* [EXERCISE REQUIREMENTS]
Lines below starting with the line with "The layout is" and going on through the line with "low eight bits." must be output exactly; the rest of the records must be left out.

* [Dataset items]

•••••

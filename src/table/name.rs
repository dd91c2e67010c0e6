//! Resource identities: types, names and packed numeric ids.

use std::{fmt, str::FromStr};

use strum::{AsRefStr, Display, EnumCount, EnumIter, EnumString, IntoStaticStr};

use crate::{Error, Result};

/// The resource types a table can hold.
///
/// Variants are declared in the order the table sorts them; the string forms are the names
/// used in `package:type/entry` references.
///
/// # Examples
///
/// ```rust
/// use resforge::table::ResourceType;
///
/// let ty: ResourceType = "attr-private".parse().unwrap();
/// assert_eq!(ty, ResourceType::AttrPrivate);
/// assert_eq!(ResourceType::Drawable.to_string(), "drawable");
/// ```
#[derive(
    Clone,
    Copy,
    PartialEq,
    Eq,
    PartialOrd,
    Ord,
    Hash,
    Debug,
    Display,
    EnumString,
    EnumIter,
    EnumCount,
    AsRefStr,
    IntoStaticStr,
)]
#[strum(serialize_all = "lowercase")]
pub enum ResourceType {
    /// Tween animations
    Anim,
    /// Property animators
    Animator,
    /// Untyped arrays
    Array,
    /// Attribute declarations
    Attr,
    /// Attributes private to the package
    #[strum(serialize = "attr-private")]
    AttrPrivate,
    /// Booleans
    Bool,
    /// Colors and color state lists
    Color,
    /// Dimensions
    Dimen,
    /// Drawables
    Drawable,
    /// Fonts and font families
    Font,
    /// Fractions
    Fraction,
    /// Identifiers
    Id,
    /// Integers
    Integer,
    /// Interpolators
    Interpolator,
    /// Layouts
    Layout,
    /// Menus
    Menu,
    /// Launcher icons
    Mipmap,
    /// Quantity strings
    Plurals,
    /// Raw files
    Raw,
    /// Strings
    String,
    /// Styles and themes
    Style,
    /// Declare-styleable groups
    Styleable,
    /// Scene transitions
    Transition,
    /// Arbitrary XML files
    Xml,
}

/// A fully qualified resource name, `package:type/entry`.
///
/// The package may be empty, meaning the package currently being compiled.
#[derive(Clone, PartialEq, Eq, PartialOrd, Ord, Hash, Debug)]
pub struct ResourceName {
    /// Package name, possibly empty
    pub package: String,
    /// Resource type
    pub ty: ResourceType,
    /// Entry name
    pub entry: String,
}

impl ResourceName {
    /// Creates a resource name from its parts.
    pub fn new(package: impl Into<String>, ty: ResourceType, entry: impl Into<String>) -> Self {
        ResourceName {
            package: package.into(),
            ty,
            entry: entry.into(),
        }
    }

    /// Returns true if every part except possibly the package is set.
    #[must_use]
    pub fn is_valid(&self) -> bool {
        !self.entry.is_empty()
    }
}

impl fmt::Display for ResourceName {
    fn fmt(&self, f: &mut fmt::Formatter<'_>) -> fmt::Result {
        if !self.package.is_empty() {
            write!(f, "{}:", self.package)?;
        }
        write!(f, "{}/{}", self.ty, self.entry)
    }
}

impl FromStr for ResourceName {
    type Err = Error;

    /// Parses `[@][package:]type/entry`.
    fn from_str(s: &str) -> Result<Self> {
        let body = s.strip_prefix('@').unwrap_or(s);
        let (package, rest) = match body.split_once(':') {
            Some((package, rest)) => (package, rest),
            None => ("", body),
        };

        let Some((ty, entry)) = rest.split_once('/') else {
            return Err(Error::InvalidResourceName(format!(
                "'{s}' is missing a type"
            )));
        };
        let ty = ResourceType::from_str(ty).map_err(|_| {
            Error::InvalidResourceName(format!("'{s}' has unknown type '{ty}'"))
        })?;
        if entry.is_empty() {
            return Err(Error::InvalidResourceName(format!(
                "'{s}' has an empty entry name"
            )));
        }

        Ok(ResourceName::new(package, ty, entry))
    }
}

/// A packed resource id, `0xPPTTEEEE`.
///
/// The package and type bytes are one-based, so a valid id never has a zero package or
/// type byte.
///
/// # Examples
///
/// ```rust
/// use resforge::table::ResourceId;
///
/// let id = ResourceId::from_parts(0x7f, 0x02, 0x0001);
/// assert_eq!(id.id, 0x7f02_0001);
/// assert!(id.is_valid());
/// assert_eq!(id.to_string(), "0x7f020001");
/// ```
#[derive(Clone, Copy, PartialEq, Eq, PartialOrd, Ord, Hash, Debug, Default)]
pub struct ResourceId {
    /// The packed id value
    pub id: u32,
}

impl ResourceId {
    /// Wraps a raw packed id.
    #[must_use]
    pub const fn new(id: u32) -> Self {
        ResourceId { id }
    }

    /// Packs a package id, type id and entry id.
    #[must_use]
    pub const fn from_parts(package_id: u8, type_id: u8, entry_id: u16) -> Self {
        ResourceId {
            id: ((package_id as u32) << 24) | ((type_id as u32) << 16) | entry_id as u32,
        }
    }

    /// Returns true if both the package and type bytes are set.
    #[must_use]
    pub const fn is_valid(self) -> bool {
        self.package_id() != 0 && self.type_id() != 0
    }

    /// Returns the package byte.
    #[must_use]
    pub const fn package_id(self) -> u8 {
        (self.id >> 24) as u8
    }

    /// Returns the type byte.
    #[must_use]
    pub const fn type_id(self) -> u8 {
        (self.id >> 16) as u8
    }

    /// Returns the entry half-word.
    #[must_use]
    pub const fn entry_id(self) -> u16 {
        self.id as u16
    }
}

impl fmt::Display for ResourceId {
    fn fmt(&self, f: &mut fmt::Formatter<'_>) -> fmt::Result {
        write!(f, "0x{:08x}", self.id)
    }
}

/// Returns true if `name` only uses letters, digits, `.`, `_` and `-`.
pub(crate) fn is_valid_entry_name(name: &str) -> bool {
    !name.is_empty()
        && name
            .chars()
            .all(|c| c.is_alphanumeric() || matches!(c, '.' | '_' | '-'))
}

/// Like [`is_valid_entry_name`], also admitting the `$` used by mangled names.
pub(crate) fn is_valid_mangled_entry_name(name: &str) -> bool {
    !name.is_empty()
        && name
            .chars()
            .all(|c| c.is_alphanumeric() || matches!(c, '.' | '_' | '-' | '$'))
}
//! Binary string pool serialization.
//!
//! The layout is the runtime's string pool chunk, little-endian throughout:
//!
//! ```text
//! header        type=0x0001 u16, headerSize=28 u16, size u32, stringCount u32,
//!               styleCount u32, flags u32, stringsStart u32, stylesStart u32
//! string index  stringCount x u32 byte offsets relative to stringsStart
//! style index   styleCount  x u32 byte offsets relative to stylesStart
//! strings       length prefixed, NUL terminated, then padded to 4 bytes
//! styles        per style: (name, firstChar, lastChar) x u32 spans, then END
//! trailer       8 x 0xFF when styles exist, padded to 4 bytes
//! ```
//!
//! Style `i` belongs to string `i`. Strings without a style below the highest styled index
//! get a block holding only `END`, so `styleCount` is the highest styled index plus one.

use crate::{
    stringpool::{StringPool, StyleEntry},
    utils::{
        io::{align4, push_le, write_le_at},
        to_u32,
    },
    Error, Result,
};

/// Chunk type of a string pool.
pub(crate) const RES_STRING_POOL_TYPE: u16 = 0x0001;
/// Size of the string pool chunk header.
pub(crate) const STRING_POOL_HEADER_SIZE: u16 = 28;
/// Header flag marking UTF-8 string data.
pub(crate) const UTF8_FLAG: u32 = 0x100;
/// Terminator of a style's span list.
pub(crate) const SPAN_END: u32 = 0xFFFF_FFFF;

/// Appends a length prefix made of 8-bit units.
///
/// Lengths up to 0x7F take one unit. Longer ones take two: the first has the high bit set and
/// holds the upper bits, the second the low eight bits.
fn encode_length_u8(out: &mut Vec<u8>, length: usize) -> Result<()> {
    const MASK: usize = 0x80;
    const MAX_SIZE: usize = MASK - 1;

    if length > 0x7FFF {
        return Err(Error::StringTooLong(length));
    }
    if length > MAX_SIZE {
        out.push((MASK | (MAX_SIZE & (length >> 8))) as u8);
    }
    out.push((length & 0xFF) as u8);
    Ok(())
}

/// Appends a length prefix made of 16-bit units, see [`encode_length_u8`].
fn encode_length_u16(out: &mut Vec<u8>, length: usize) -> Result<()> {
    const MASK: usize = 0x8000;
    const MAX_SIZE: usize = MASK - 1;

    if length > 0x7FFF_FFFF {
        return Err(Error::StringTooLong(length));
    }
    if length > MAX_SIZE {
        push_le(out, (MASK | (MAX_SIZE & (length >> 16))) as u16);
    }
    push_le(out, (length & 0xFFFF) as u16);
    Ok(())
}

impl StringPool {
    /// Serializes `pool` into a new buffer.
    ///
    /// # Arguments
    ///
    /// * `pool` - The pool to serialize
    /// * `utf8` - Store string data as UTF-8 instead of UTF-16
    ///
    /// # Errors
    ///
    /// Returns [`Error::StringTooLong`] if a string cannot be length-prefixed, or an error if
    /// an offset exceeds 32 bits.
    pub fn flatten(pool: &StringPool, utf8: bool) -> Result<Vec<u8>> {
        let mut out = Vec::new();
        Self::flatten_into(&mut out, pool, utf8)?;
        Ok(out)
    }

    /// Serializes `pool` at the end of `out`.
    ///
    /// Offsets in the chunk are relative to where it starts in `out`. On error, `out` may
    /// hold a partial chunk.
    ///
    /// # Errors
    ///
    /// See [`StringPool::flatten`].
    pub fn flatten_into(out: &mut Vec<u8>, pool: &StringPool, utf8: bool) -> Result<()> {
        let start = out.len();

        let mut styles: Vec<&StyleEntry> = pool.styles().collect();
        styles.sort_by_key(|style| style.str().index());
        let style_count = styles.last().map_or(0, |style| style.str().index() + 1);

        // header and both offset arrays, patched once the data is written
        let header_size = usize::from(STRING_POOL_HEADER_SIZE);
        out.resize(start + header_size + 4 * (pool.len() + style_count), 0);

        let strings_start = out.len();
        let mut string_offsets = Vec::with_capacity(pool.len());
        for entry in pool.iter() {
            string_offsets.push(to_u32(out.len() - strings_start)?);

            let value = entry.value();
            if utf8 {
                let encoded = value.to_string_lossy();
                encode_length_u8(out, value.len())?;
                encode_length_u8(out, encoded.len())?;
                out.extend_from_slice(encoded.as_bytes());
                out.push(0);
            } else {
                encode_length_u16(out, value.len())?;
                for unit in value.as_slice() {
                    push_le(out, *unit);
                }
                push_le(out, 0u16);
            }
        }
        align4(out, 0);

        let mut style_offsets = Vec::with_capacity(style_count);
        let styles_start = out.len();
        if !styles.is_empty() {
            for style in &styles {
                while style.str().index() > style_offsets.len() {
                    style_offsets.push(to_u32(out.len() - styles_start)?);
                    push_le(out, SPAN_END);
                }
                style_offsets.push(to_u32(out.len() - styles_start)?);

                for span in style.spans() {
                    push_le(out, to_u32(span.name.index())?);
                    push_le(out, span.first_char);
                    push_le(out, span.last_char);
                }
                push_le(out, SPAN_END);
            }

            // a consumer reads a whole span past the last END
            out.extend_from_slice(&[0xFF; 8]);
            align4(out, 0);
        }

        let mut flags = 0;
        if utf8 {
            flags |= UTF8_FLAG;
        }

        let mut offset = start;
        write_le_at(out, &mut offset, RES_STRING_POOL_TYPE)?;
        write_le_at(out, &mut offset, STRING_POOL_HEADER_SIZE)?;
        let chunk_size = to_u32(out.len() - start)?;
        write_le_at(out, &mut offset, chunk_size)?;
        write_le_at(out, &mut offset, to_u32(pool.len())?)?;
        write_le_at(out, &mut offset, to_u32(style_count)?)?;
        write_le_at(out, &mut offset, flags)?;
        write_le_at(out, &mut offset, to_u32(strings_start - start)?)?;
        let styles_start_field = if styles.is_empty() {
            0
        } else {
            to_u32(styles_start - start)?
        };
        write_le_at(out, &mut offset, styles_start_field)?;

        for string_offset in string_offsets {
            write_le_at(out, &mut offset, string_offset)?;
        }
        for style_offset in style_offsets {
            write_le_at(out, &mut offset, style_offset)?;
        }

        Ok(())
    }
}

•••••

* [ANSWER FOR THIS EXERCISE]
//! The layout is the runtime's string pool chunk, little-endian throughout:
//!
//! ```text
//! header        type=0x0001 u16, headerSize=28 u16, size u32, stringCount u32,
//!               styleCount u32, flags u32, stringsStart u32, stylesStart u32
//! string index  stringCount x u32 byte offsets relative to stringsStart
//! style index   styleCount  x u32 byte offsets relative to stylesStart
//! strings       length prefixed, NUL terminated, then padded to 4 bytes
//! styles        per style: (name, firstChar, lastChar) x u32 spans, then END
//! trailer       8 x 0xFF when styles exist, padded to 4 bytes
//! ```
//!
//! Style `i` belongs to string `i`. Strings without a style below the highest styled index
//! get a block holding only `END`, so `styleCount` is the highest styled index plus one.

use crate::{
    stringpool::{StringPool, StyleEntry},
    utils::{
        io::{align4, push_le, write_le_at},
        to_u32,
    },
    Error, Result,
};

/// Chunk type of a string pool.
pub(crate) const RES_STRING_POOL_TYPE: u16 = 0x0001;
/// Size of the string pool chunk header.
pub(crate) const STRING_POOL_HEADER_SIZE: u16 = 28;
/// Header flag marking UTF-8 string data.
pub(crate) const UTF8_FLAG: u32 = 0x100;
/// Terminator of a style's span list.
pub(crate) const SPAN_END: u32 = 0xFFFF_FFFF;

/// Appends a length prefix made of 8-bit units.
///
/// Lengths up to 0x7F take one unit. Longer ones take two: the first has the high bit set and
/// holds the upper bits, the second the low eight bits.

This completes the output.